Self-service in the neuvola context
Currently health care and the neuvola system is based on face-to-face service. Ideally, a
virtual clinic could replace some of it, naturally always offering the clients a choice
between f2f and virtual.
Already today, the current practice at the neuvola units involves tasks carried out by the
mothers themselves: They collect health data of themselves (and could also collect to
some extent for their babies) like their weight and blood pressure, as well as a urine
sample using a test stick (stiksaaminen) for protein and glucose. They bring the data
along to the appointment where it is added to the system. The urine stick test is very
reliable (no risk that a nurse would misinterpret the result), but mothers are often
concerned of doing it right. This could for example be solved by providing clear visual
instructions how to read the result.
There is no system for self-reporting that data, but that could be possible using a
terminal at the health station or a web service. There is already some space being
reserved for such self-measuring system at the new health station in Kalasatama, but
ideally this should also be possible to implement with existing stations.
“Open neuvola” is a pilot project at Herttoniemi: On Wednesdays from 8.30am-10.30am,
no time booking is required to come for weighing or other control visits. Some of these
procedures could easily be replaced with self-service at home and/or “open neuvola”
could benefit from improved digital services.
The challenges with appointment management
The neuvola operations are facing a series of problems:
 First of all, most doctors are not part of the neuvola unit, which makes the time
booking very complicated.


The Helsinki Health Care Centre does not have ANY centralized time booking.
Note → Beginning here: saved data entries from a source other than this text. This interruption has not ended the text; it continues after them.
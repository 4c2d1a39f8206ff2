use crate::uniforms::TextureRef;

/// Device-level failure reported by a render submission or presentation.
#[derive(Debug, Clone, Copy, PartialEq, Eq)]
pub enum DeviceFailure {
    /// The swapchain surface was lost and must be reconfigured.
    SurfaceLost,
    /// The swapchain no longer matches the window; the next frame will fix it.
    SurfaceOutdated,
    OutOfMemory,
    Timeout,
}

impl std::fmt::Display for DeviceFailure {
    fn fmt(&self, f: &mut std::fmt::Formatter<'_>) -> std::fmt::Result {
        match self {
            DeviceFailure::SurfaceLost => write!(f, "surface lost"),
            DeviceFailure::SurfaceOutdated => write!(f, "surface outdated"),
            DeviceFailure::OutOfMemory => write!(f, "out of GPU memory"),
            DeviceFailure::Timeout => write!(f, "timed out acquiring surface texture"),
        }
    }
}

impl From<wgpu::SurfaceError> for DeviceFailure {
    fn from(err: wgpu::SurfaceError) -> Self {
        match err {
            wgpu::SurfaceError::Lost => DeviceFailure::SurfaceLost,
            wgpu::SurfaceError::Outdated => DeviceFailure::SurfaceOutdated,
            wgpu::SurfaceError::OutOfMemory => DeviceFailure::OutOfMemory,
            _ => DeviceFailure::Timeout,
        }
    }
}

/// Errors raised by the render core.
#[derive(Debug, Clone, PartialEq, Eq)]
pub enum RenderError {
    /// A surface allocation was requested with a zero or unsupported extent.
    /// The previously allocated surfaces are kept.
    InvalidDimensions { width: u32, height: u32 },
    /// A render submission failed. Fatal for the current frame only.
    DeviceSubmissionFailure(DeviceFailure),
    /// A uniform binding points at a surface generation that no longer exists.
    StaleTextureReference { requested: TextureRef, current_generation: u64 },
}

impl std::fmt::Display for RenderError {
    fn fmt(&self, f: &mut std::fmt::Formatter<'_>) -> std::fmt::Result {
        match self {
            RenderError::InvalidDimensions { width, height } => {
                write!(f, "invalid render target dimensions {}x{}", width, height)
            }
            RenderError::DeviceSubmissionFailure(failure) => {
                write!(f, "render submission failed: {}", failure)
            }
            RenderError::StaleTextureReference {
                requested,
                current_generation,
            } => write!(
                f,
                "stale texture reference to slot {:?} of generation {} (current generation {})",
                requested.slot, requested.generation, current_generation
            ),
        }
    }
}

impl std::error::Error for RenderError {}

impl From<DeviceFailure> for RenderError {
    fn from(failure: DeviceFailure) -> Self {
        RenderError::DeviceSubmissionFailure(failure)
    }
}

impl RenderError {
    /// Whether the render loop should stop instead of retrying next frame.
    pub fn is_fatal(&self) -> bool {
        matches!(
            self,
            RenderError::DeviceSubmissionFailure(DeviceFailure::OutOfMemory)
        )
    }

    /// Swapchain states that clear up once the surface is reconfigured.
    pub fn is_transient(&self) -> bool {
        matches!(
            self,
            RenderError::DeviceSubmissionFailure(
                DeviceFailure::SurfaceOutdated | DeviceFailure::Timeout
            )
        )
    }
}

#[cfg(test)]
mod tests {
    use super::*;

    #[test]
    fn outdated_surface_is_transient_not_fatal() {
        let outdated = RenderError::from(DeviceFailure::SurfaceOutdated);
        assert!(outdated.is_transient());
        assert!(!outdated.is_fatal());

        let oom = RenderError::from(DeviceFailure::OutOfMemory);
        assert!(oom.is_fatal());
        assert!(!oom.is_transient());

        assert!(!RenderError::InvalidDimensions { width: 0, height: 0 }.is_transient());
    }
}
Time booking is done by nurse/doctor teams.
Clients don’t have the freedom of choice (e.g. if their nurse is on holiday) they
should have, they have only one designated backup person.
Regular check-ups
Some regular check-ups are done for the whole population at certain intervals: At halftime of pregnancy, for 4 month-olds, for 1.5 year-olds, for 4 year-olds and for 40 yearold males. Each client is covered by individually assigned nurse.
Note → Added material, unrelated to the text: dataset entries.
use crate::error::RenderError;
use crate::params::Parameters;
use crate::surfaces::SurfacePair;
use crate::uniforms::{SurfaceIndex, UniformBindings};

/// Shader program bound to the full-screen quad.
#[derive(Debug, Clone, Copy, PartialEq, Eq)]
pub enum Material {
    Simulation,
    Display,
}

/// Destination of a render submission.
#[derive(Debug, Clone, Copy, PartialEq, Eq)]
pub enum RenderTarget {
    Offscreen(SurfaceIndex),
    /// The visible window surface.
    Screen,
}

/// Graphics capability the frame driver runs on.
///
/// `render` draws the full-screen quad with `material` into `target`,
/// resolving every texture it samples from `bindings` against `surfaces`.
/// Implementations may defer execution of submitted passes, but must keep
/// their submission order.
pub trait RenderDevice {
    type Target;

    fn create_target(&mut self, width: u32, height: u32) -> Result<Self::Target, RenderError>;

    fn release_target(&mut self, target: Self::Target);

    /// Overwrites the whole target with row-major RGBA texels.
    fn seed_target(&mut self, target: &Self::Target, texels: &[[f32; 4]]);

    fn render(
        &mut self,
        material: Material,
        bindings: &UniformBindings,
        params: &Parameters,
        surfaces: &SurfacePair<Self::Target>,
        target: RenderTarget,
    ) -> Result<(), RenderError>;

    /// Flushes everything rendered this frame and shows the screen target.
    fn present(&mut self) -> Result<(), RenderError>;

    /// Matches the visible surface to a new canvas size.
    fn resize_screen(&mut self, width: u32, height: u32);
}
Invitations for these are sent by nurses, manually, by mail (for the 40y-old males, health
centre orders address stickers from national person register, with costs, as these are not
their regular clients as mothers/children). The invitation letter asks to “reserve a time”
(no slot pre-assigned).
In theory, it would be possible that the recipients would be invited by SMS and/or email
and then go online and book themselves a time, but the regular check-ups carried out
for the entire population include either both nurse and doctor appointments in close
timing to each other or are combined nurse-doctor check-ups. The law obliges to
provide doctor appointments close to the date of the nurse check-up, but doctors’ times
are not bookable automatically (sometimes appointments are already combined doctornurse slots).
Invitations to parents are sent out by mail in a manual process, invitations are handled
by a nurse, searching the prospective invitees from the Pegasos IT system. It would
basically be possible also by SMS, but only for clients who have given permission
(sähköisen asioinnin sopimus). Sometimes a nurse might also call the client.
Outdated data in the database is a problem: Pregnant women and children are served by
one health station. If moving within Helsinki, a transfer (siirto) to the new health station
is done; if moving away from Helsinki, the client is “checked-out” (poiskirjaus). These
changes are visible only in each nurses list of clients (this needs to be verified). If a
change of address occurs between check-ups, old data might be in the system – while
addresses are auto-updated once per week in national people register, the national
people register and HHCC neonatal database do not automatically cross check. An autoupdate happens silently in metadata, but does not trigger any alerts or info.